I've been searching for an answer how I can run my save function in the background. Apparently there is no real way to run something in the background and many recommend using setTimeout(); For example this one How to get a group of js function running in background
But none of these examples does explain or take into consideration that even if I use something like setTimeout(saveFunction, 2000); it doesn't solve my problem. It only postpones it by 2 seconds in this case.
Is there a way to solve this problem?
You can use web workers. Some of the older answers here say that they're not widely supported (which I guess they weren't when those answers were written), but today they're supported by all major browsers.
To run a web worker, you need to create an instance of the built-in Worker class. The constructor takes one argument which is the URI of the javascript file containing the code you want to run in the background. For example:
let worker = new Worker("/path/to/script.js");
Web workers are subject to the same origin policy so if you pass a path like this the target script must be on the same domain as the page calling it.
If you don't want to create an new Javascript file just for this, you can also use a data URI:
let worker = new Worker(
`data:text/javascript,
//Enter Javascript code here
`
);
Because of the same origin policy, you can't send an AJAX request from a data URI, so if you need to send an AJAX request in the web worker, you must use a separate Javascript file.
The code that you specify (either in a separate file or in a data URI) will be run as soon as you call the Worker constructor.
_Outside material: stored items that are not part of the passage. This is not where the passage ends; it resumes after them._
//! Wide-to-long reshaping of indicator exports.
//!
//! An export carries one row per country and one column per year. The
//! reshaper emits one row per (country, year column) with a single value
//! column, in column-major order: every country for the first year, then
//! every country for the next.

use polars::prelude::{Column, DataFrame, NamedFrom, Series};

use atlas_ingest::is_export_artifact;
use atlas_model::columns::{
    COUNTRY_CODE, COUNTRY_NAME, INDICATOR_CODE, INDICATOR_ID_COLUMNS, INDICATOR_NAME, YEAR,
};

use crate::error::{Result, TransformError};
use crate::frame::{column_names, numeric_values, text_values};

/// How the columns of a wide export were classified.
#[derive(Debug, Clone, Default, PartialEq, Eq)]
pub struct WideLayout {
    /// Year columns in source order, with the parsed year.
    pub years: Vec<(String, i32)>,
    /// Exporter leftovers that were dropped.
    pub artifacts: Vec<String>,
    /// Non-numeric, non-identifying columns left out of the melt.
    pub ignored: Vec<String>,
}

/// Whether a header is a year label: non-empty and purely ASCII digits.
pub fn is_year_label(label: &str) -> bool {
    !label.is_empty() && label.bytes().all(|b| b.is_ascii_digit())
}

/// Sorts the columns of a wide export into year, artifact and ignored sets.
pub fn classify_columns(headers: &[String]) -> Result<WideLayout> {
    let mut layout = WideLayout::default();
    for header in headers {
        if INDICATOR_ID_COLUMNS.contains(&header.as_str()) {
            continue;
        }
        if is_export_artifact(header) {
            layout.artifacts.push(header.clone());
        } else if is_year_label(header) {
            let year = header
                .parse::<i32>()
                .map_err(|_| TransformError::InvalidYear {
                    label: header.clone(),
                })?;
            layout.years.push((header.clone(), year));
        } else {
            layout.ignored.push(header.clone());
        }
    }
    Ok(layout)
}

/// Reshapes a wide indicator export into long format.
///
/// The result has the four identifying columns, `Year` (Int32) and one
/// Float64 column named `value_column`. Its height is
/// `countries × year columns`.
pub fn reshape_indicator(wide: &DataFrame, value_column: &str) -> Result<DataFrame> {
    let layout = classify_columns(&column_names(wide))?;
    if !layout.artifacts.is_empty() {
        tracing::debug!(columns = ?layout.artifacts, "dropped export artifact columns");
    }
    if !layout.ignored.is_empty() {
        tracing::debug!(columns = ?layout.ignored, "left non-year columns out of reshape");
    }

    let names = text_values(wide, COUNTRY_NAME)?;
    let codes = text_values(wide, COUNTRY_CODE)?;
    let indicator_names = text_values(wide, INDICATOR_NAME)?;
    let indicator_codes = text_values(wide, INDICATOR_CODE)?;

    let height = wide.height() * layout.years.len();
    let mut out_names: Vec<Option<String>> = Vec::with_capacity(height);
    let mut out_codes: Vec<Option<String>> = Vec::with_capacity(height);
    let mut out_indicator_names: Vec<Option<String>> = Vec::with_capacity(height);
    let mut out_indicator_codes: Vec<Option<String>> = Vec::with_capacity(height);
    let mut out_years: Vec<i32> = Vec::with_capacity(height);
    let mut out_values: Vec<Option<f64>> = Vec::with_capacity(height);

    for (label, year) in &layout.years {
        let values = numeric_values(wide, label)?;
        for (row, value) in values.into_iter().enumerate() {
            out_names.push(names[row].clone());
            out_codes.push(codes[row].clone());
            out_indicator_names.push(indicator_names[row].clone());
            out_indicator_codes.push(indicator_codes[row].clone());
            out_years.push(*year);
            out_values.push(value);
        }
    }

    let columns: Vec<Column> = vec![
        Series::new(COUNTRY_NAME.into(), out_names).into(),
        Series::new(COUNTRY_CODE.into(), out_codes).into(),
        Series::new(INDICATOR_NAME.into(), out_indicator_names).into(),
        Series::new(INDICATOR_CODE.into(), out_indicator_codes).into(),
        Series::new(YEAR.into(), out_years).into(),
        Series::new(value_column.into(), out_values).into(),
    ];
    let long = DataFrame::new(columns)?;

    tracing::debug!(
        indicator = value_column,
        countries = wide.height(),
        years = layout.years.len(),
        records = long.height(),
        "reshaped indicator"
    );
    Ok(long)
}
Unfortunately, web workers don't have access to neither outside Javascript variables, functions or classes, nor the DOM, but you can get around this by using the postMessage method and the onmessage event. In the outside code, these are members of the worker object (worker in the example above), and inside the worker, these are members of the global context (so they can be called either by using this or just like that with nothing in front).
postMessage and onmessage work both ways, so when worker.postMessage is called in the outside code, onmessage is fired in the worker, and when postMessage is called in the worker, worker.onmessage is fired in the outside code.
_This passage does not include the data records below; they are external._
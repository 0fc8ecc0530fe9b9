//! How well two datasets line up on their country-name keys.

use std::collections::BTreeSet;

use polars::prelude::DataFrame;

use crate::error::Result;
use crate::frame::text_values;

/// Distinct names found on both sides and on only one side.
#[derive(Debug, Clone, Default, PartialEq, Eq)]
pub struct CoverageReport {
    pub matched: Vec<String>,
    pub only_left: Vec<String>,
    pub only_right: Vec<String>,
}

impl CoverageReport {
    /// True when every name on each side has a counterpart.
    pub fn is_complete(&self) -> bool {
        self.only_left.is_empty() && self.only_right.is_empty()
    }
}

/// Compares the distinct non-null values of two key columns.
///
/// Lists are sorted. Comparison is on exact strings, the same way a join
/// on these columns would behave.
pub fn join_coverage(
    left: &DataFrame,
    left_column: &str,
    right: &DataFrame,
    right_column: &str,
) -> Result<CoverageReport> {
    let left_names = distinct(left, left_column)?;
    let right_names = distinct(right, right_column)?;

    let report = CoverageReport {
        matched: left_names.intersection(&right_names).cloned().collect(),
        only_left: left_names.difference(&right_names).cloned().collect(),
        only_right: right_names.difference(&left_names).cloned().collect(),
    };

    tracing::info!(
        matched = report.matched.len(),
        only_left = report.only_left.len(),
        only_right = report.only_right.len(),
        "join coverage"
    );
    for name in &report.only_right {
        tracing::warn!(name = %name, column = right_column, "no counterpart for name");
    }
    if !report.only_left.is_empty() {
        tracing::debug!(names = ?report.only_left, column = left_column, "names without counterpart");
    }
    Ok(report)
}

fn distinct(df: &DataFrame, column: &str) -> Result<BTreeSet<String>> {
    Ok(text_values(df, column)?.into_iter().flatten().collect())
}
postMessage takes one argument, which is the variable you want to pass (but you can pass several variables by passing an array). Unfortunately, functions and DOM elements can't be passed, and when you try to pass an object, only its attributes will be passed, not its methods.
onmessage takes one argument, which is a MessageEvent object. The MessageEvent object has a data attribute, which contains the data sent using the first argument of postMessage.
Here is an example using web workers. In this example, we have a function, functionThatTakesLongTime, which takes one argument and returns a value depending on that argument, and we want to use web workers in order to find functionThatTakesLongTime(foo) without freezing the UI, where foo is some variable in the outside code.
let worker = new Worker(
`data:text/javascript,
function functionThatTakesLongTime(someArgument){
//There are obviously faster ways to do this, I made this function slow on purpose just for the example.
for(let i = 0; i < 1000000000; i++){
someArgument++;
}
return someArgument;
}
onmessage = function(event){ //This will be called when worker.postMessage is called in the outside code.
let foo = event.data; //Get the argument that was passed from the outside code, in this case foo.
let result = functionThatTakesLongTime(foo); //Find the result. This will take long time but it doesn't matter since it's called in the worker.
postMessage(result); //Send the result to the outside code.
};
`
);
worker.onmessage = function(event){ //Get the result from the worker. This code will be called when postMessage is called in the worker.
alert("The result is " + event.data);
}
worker.postMessage(foo); //Send foo to the worker (here foo is just some variable that was defined somewhere previously).
Apparently there is no real way to run something on background...
There is on most modern browsers (but not IE9 and earlier): Web Workers.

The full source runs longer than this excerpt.